Following the International Vetiver Workshop, the Fujian Provincial Vetiver Network was established in November 1997 aiming at information exchanging, allocating planting materials, coordinating different institutions involving in agriculture, forestry, highway construction and maintenance, mining, etc.

Guangdong Province

-- Several new nurseries were established which can provide millions of planting materials for the year 1999.

-- The grass was planted in coastal islands to fix sandy dune. The tests indicated that that grass was much better than the traditional tree beef wood (Casuarina equisetifolia L.).

-- A demonstration of using vetiver for highway stabilization was implemented at the national highway No.106 near Guangzhou where the cut was 26 m high with 50( of slope.

-- More research was conducted on the effect of salt on vetiver; vetiver nanization with growth regulator; vetiver propagation with tissue cultivation.

Additionally, supported by National Natural Science Foundation, a new project is to be launched, studying the effect of heavy metal elements on vetiver in order to use vetiver to ameliorate metal mine wastes.

Hubei Province

In Hubei Province which is situated in central China and suffered from serious flooding in 1998, the grass was tested in three places: Luotian County, Huanggang City, and Machen City. All of these places belong to Poverty Area of the Dabie Mountain where soil erosion was proved to be serious. In Luotian County, the Huanggang Prefectural Soil and Water Conservation Institute established a nursery on the terrace. The grass grew extremely well. It was over 3 m high after 6 month's growth. Besides, the grass was also planted on the edges of the terraces. Unfortunately most of them were only around 40 cm high caused by repeated grazing of cattle and goat. It seems that these animals were fond of eating vetiver especially when it was young. Even the 6-month old grass cut from the nursery still attracted the goat. Hence, in sub-tropical area where there were less species of grass for animals, vetiver could be a prospective source of fodder.

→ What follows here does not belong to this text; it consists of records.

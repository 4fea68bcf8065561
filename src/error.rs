use thiserror::Error;

/// Fatal errors raised while bringing up the window and GPU resources.
///
/// None of these can occur once the frame loop is running.
#[derive(Debug, Error)]
pub enum InitError {
    #[error("failed to create event loop: {0}")]
    EventLoop(#[from] winit::error::EventLoopError),

    #[error("failed to create window: {0}")]
    Window(#[from] winit::error::OsError),

    #[error("failed to create surface: {0}")]
    Surface(#[from] wgpu::CreateSurfaceError),

    #[error("no suitable GPU adapter: {0}")]
    Adapter(#[from] wgpu::RequestAdapterError),

    #[error("failed to create device: {0}")]
    Device(#[from] wgpu::RequestDeviceError),

    #[error("surface reports no supported formats")]
    NoSurfaceFormat,

    /// Shader compilation or pipeline linking was rejected by validation.
    #[error("{stage} failed validation:\n{message}")]
    Shader { stage: &'static str, message: String },
}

In Huanggang City, the grass was successfully used to protect the new terrace which was 1 m deep and 4.5 m wide in average. Although it was only one growth season for 6 months since it had been planted after long distance transportation by train for over 20 days, it is quite evident that the grass experienced a very good example for soil erosion control, especially where soil was deeply disturbed such as newly established terraces.

In Machen City, a demonstration was established by the Soil and Water Conservation Station of Machen City. The grass was contour-planted on river banks consisting of pure white sands where there was very little water and nutrients. They all grew well and exerted as a pioneer plant for vegetation recovery. Even though vetiver was repeatedly grazed by cattle it grew much better than local wild weeds. There is a long distance of river bank in the city, i.e., 280 km, most of which consisted of white sands subject to be breached during the flooding season.

All of these tests showed that the grass had high survival rate even after long distance and long time transportation. The only problem is that they had fewer tillers (about 1:10-1:50) than that in Fujian Province (1: 80) as all of the planters did not prune the grass because they worried that pruning might be harmful to vetiver. All of the planters would enlarge their planting area and distribute the grass to their neighboring area in next spring. There were more than a dozen of counties in Hubei Province of Dabie Mountains visited the vetiver plots and asked for planting materials for testing.

Jiangxi Province

In Jiangxi Province, the grass was planted on sandy dunes formed by the river in order to establish an example for desertification control in sub-tropical China. The grass was planted in lines with a space of 5 m between rows. The ground water table was high but the soil was short of nutrients. Therefore, agricultural production there became impossible. Further more, there was an obvious tendency that the desertification is being spreaded. Although the height of most of the grass was around one meter after one growing season, evidently the grass played an important role in dune stabilization and the vegetation recovering. Since vetiver planted more grasses were found on the plots than the control. That is vetiver helped other grasses to grow on the barren land.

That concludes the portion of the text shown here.